**Required action:** Could you reproduce every record below exactly as written?

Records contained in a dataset
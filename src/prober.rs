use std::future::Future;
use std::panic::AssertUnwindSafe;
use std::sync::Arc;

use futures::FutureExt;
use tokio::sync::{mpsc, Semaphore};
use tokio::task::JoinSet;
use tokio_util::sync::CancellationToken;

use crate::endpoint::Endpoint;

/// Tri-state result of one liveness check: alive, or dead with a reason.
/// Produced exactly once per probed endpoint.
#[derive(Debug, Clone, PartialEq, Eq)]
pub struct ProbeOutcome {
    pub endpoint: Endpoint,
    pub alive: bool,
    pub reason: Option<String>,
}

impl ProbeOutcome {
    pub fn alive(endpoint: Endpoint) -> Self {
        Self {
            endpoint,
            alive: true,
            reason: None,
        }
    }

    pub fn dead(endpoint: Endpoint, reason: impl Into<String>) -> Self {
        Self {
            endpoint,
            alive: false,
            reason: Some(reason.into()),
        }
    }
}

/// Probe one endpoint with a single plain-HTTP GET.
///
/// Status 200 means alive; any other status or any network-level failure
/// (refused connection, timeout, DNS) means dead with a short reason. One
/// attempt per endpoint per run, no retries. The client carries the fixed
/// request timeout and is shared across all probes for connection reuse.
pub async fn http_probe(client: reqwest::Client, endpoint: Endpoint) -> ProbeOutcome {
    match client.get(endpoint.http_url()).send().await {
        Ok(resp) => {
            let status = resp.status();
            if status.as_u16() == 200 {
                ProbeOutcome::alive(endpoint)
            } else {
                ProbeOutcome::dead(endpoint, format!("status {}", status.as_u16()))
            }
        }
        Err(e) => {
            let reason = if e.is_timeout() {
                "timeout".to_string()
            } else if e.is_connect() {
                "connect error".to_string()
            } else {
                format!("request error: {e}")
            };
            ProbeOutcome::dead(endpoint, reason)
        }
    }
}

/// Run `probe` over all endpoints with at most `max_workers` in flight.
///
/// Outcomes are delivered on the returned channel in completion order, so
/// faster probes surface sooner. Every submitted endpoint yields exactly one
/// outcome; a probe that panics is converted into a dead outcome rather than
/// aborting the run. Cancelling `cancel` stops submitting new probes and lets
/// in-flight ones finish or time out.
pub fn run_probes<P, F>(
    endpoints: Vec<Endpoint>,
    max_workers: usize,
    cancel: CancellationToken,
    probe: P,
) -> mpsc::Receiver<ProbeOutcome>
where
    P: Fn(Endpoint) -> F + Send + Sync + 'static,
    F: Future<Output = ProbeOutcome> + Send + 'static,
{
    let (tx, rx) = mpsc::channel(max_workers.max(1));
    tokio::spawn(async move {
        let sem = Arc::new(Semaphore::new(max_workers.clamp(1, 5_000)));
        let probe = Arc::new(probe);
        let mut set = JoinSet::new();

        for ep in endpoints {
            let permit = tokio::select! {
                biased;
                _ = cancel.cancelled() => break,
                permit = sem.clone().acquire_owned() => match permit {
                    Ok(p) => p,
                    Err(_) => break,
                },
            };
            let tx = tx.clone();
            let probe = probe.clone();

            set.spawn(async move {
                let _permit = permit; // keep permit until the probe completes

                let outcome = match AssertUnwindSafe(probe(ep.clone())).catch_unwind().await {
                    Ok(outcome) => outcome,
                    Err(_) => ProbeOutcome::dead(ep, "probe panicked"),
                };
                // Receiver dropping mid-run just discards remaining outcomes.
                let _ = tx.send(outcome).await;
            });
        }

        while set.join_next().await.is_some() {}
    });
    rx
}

**Exercise solution:**
filename src/prober.rs
use std::future::Future;
use std::panic::AssertUnwindSafe;
use std::sync::Arc;

use futures::FutureExt;
use tokio::sync::{mpsc, Semaphore};
use tokio::task::JoinSet;
use tokio_util::sync::CancellationToken;

use crate::endpoint::Endpoint;

/// Tri-state result of one liveness check: alive, or dead with a reason.
/// Produced exactly once per probed endpoint.
#[derive(Debug, Clone, PartialEq, Eq)]
pub struct ProbeOutcome {
    pub endpoint: Endpoint,
    pub alive: bool,
    pub reason: Option<String>,
}

impl ProbeOutcome {
    pub fn alive(endpoint: Endpoint) -> Self {
        Self {
            endpoint,
            alive: true,
            reason: None,
        }
    }

    pub fn dead(endpoint: Endpoint, reason: impl Into<String>) -> Self {
        Self {
            endpoint,
            alive: false,
            reason: Some(reason.into()),
        }
    }
}

/// Probe one endpoint with a single plain-HTTP GET.
///
/// Status 200 means alive; any other status or any network-level failure
/// (refused connection, timeout, DNS) means dead with a short reason. One
/// attempt per endpoint per run, no retries. The client carries the fixed
/// request timeout and is shared across all probes for connection reuse.
pub async fn http_probe(client: reqwest::Client, endpoint: Endpoint) -> ProbeOutcome {
    match client.get(endpoint.http_url()).send().await {
        Ok(resp) => {
            let status = resp.status();
            if status.as_u16() == 200 {
                ProbeOutcome::alive(endpoint)
            } else {
                ProbeOutcome::dead(endpoint, format!("status {}", status.as_u16()))
            }
        }
        Err(e) => {
            let reason = if e.is_timeout() {
                "timeout".to_string()
            } else if e.is_connect() {
                "connect error".to_string()
            } else {
                format!("request error: {e}")
            };
            ProbeOutcome::dead(endpoint, reason)
        }
    }
}

/// Run `probe` over all endpoints with at most `max_workers` in flight.
///
/// Outcomes are delivered on the returned channel in completion order, so
/// faster probes surface sooner. Every submitted endpoint yields exactly one
/// outcome; a probe that panics is converted into a dead outcome rather than
/// aborting the run. Cancelling `cancel` stops submitting new probes and lets
/// in-flight ones finish or time out.
pub fn run_probes<P, F>(
    endpoints: Vec<Endpoint>,
    max_workers: usize,
    cancel: CancellationToken,
    probe: P,
) -> mpsc::Receiver<ProbeOutcome>
where
    P: Fn(Endpoint) -> F + Send + Sync + 'static,
    F: Future<Output = ProbeOutcome> + Send + 'static,
{
    let (tx, rx) = mpsc::channel(max_workers.max(1));
    tokio::spawn(async move {
        let sem = Arc::new(Semaphore::new(max_workers.clamp(1, 5_000)));
        let probe = Arc::new(probe);
        let mut set = JoinSet::new();

        for ep in endpoints {
            let permit = tokio::select! {
                biased;
                _ = cancel.cancelled() => break,
                permit = sem.clone().acquire_owned() => match permit {
                    Ok(p) => p,
                    Err(_) => break,
                },
            };
            let tx = tx.clone();
            let probe = probe.clone();

            set.spawn(async move {
                let _permit = permit; // keep permit until the probe completes

                let outcome = match AssertUnwindSafe(probe(ep.clone())).catch_unwind().await {
                    Ok(outcome) => outcome,
                    Err(_) => ProbeOutcome::dead(ep, "probe panicked"),
                };
                // Receiver dropping mid-run just discards remaining outcomes.
                let _ = tx.send(outcome).await;
            });
        }

        while set.join_next().await.is_some() {}
    });
    rx
}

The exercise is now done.